### Exercise requirements
The output should be all lines of the entries below in which the word "Debug" occurs.

(Dataset entries)
//! Normalization payload
//!
//! The payload stored in `staged_normalized_data.normalized_data` is a tagged
//! progression: each phase composes its sub-record onto the previous ones and
//! never edits them. A phase can only extend the phase directly before it.

use serde::{Deserialize, Serialize};
use sha2::{Digest, Sha256};
use thiserror::Error;

use crate::models::label::LabelNormalized;
use crate::models::statement::StatementNormalized;
use crate::models::unit::UnitNormalized;

#[derive(Debug, Error, PartialEq, Eq)]
pub enum PayloadError {
    #[error("cannot apply {attempted} to a payload in phase {current}")]
    OutOfOrder {
        current: &'static str,
        attempted: &'static str,
    },
}

#[derive(Debug, Clone, PartialEq, Serialize, Deserialize)]
#[serde(tag = "phase", rename_all = "snake_case")]
pub enum NormalizedPayload {
    Staged,
    StatementNormalized {
        statement: StatementNormalized,
    },
    UnitNormalized {
        statement: StatementNormalized,
        unit: UnitNormalized,
    },
    LabelNormalized {
        statement: StatementNormalized,
        unit: UnitNormalized,
        label: LabelNormalized,
    },
}

impl NormalizedPayload {
    pub fn phase(&self) -> &'static str {
        match self {
            NormalizedPayload::Staged => "staged",
            NormalizedPayload::StatementNormalized { .. } => "statement_normalized",
            NormalizedPayload::UnitNormalized { .. } => "unit_normalized",
            NormalizedPayload::LabelNormalized { .. } => "label_normalized",
        }
    }

    pub fn with_statement(self, statement: StatementNormalized) -> Result<Self, PayloadError> {
        match self {
            NormalizedPayload::Staged => Ok(NormalizedPayload::StatementNormalized { statement }),
            other => Err(PayloadError::OutOfOrder {
                current: other.phase(),
                attempted: "statement_normalized",
            }),
        }
    }

    pub fn with_units(self, unit: UnitNormalized) -> Result<Self, PayloadError> {
        match self {
            NormalizedPayload::StatementNormalized { statement } => {
                Ok(NormalizedPayload::UnitNormalized { statement, unit })
            }
            other => Err(PayloadError::OutOfOrder {
                current: other.phase(),
                attempted: "unit_normalized",
            }),
        }
    }

    pub fn with_labels(self, label: LabelNormalized) -> Result<Self, PayloadError> {
        match self {
            NormalizedPayload::UnitNormalized { statement, unit } => {
                Ok(NormalizedPayload::LabelNormalized {
                    statement,
                    unit,
                    label,
                })
            }
            other => Err(PayloadError::OutOfOrder {
                current: other.phase(),
                attempted: "label_normalized",
            }),
        }
    }

    pub fn statement(&self) -> Option<&StatementNormalized> {
        match self {
            NormalizedPayload::Staged => None,
            NormalizedPayload::StatementNormalized { statement }
            | NormalizedPayload::UnitNormalized { statement, .. }
            | NormalizedPayload::LabelNormalized { statement, .. } => Some(statement),
        }
    }

    pub fn unit(&self) -> Option<&UnitNormalized> {
        match self {
            NormalizedPayload::UnitNormalized { unit, .. }
            | NormalizedPayload::LabelNormalized { unit, .. } => Some(unit),
            _ => None,
        }
    }

    pub fn label(&self) -> Option<&LabelNormalized> {
        match self {
            NormalizedPayload::LabelNormalized { label, .. } => Some(label),
            _ => None,
        }
    }

    /// Hex SHA-256 of the canonical JSON encoding
    pub fn content_hash(&self) -> serde_json::Result<String> {
        let bytes = serde_json::to_vec(self)?;
        Ok(format!("{:x}", Sha256::digest(&bytes)))
    }
}

#[cfg(test)]
mod tests {
    use super::*;
    use crate::models::statement::{SlotEntry, StatementMetadata, StatementSlot};
    use crate::models::unit::{UnitAnalysis, UnitSource};
    use std::collections::BTreeMap;

    fn statement() -> StatementNormalized {
        let slots = StatementSlot::ALL
            .into_iter()
            .map(|slot| (slot, SlotEntry::NotProvided))
            .collect::<BTreeMap<_, _>>();
        StatementNormalized {
            slots,
            metadata: StatementMetadata::default(),
        }
    }

    fn unit() -> UnitNormalized {
        UnitNormalized {
            source: UnitSource::Empty,
            classifier_version: "1.0".to_string(),
            analysis: UnitAnalysis::empty(),
        }
    }

    #[test]
    fn test_progression_in_order() {
        let payload = NormalizedPayload::Staged
            .with_statement(statement())
            .unwrap()
            .with_units(unit())
            .unwrap()
            .with_labels(LabelNormalized::new("1.0"))
            .unwrap();

        assert_eq!(payload.phase(), "label_normalized");
        assert!(payload.statement().is_some());
        assert!(payload.unit().is_some());
        assert!(payload.label().is_some());
    }

    #[test]
    fn test_out_of_order_rejected() {
        let err = NormalizedPayload::Staged.with_units(unit()).unwrap_err();
        assert_eq!(
            err,
            PayloadError::OutOfOrder {
                current: "staged",
                attempted: "unit_normalized"
            }
        );

        let normalized = NormalizedPayload::Staged.with_statement(statement()).unwrap();
        assert!(normalized.clone().with_statement(statement()).is_err());
        assert!(normalized.with_labels(LabelNormalized::new("1.0")).is_err());
    }

    #[test]
    fn test_phase_tag_serialized() {
        let json = serde_json::to_value(NormalizedPayload::Staged).unwrap();
        assert_eq!(json["phase"], "staged");
    }

    #[test]
    fn test_content_hash_is_stable_and_content_sensitive() {
        let a = NormalizedPayload::Staged.with_statement(statement()).unwrap();
        let b = NormalizedPayload::Staged.with_statement(statement()).unwrap();
        assert_eq!(a.content_hash().unwrap(), b.content_hash().unwrap());
        assert_eq!(a.content_hash().unwrap().len(), 64);
        assert_ne!(
            a.content_hash().unwrap(),
            NormalizedPayload::Staged.content_hash().unwrap()
        );
    }
}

### Answer to the problem
#[derive(Debug, Error, PartialEq, Eq)]
#[derive(Debug, Clone, PartialEq, Serialize, Deserialize)]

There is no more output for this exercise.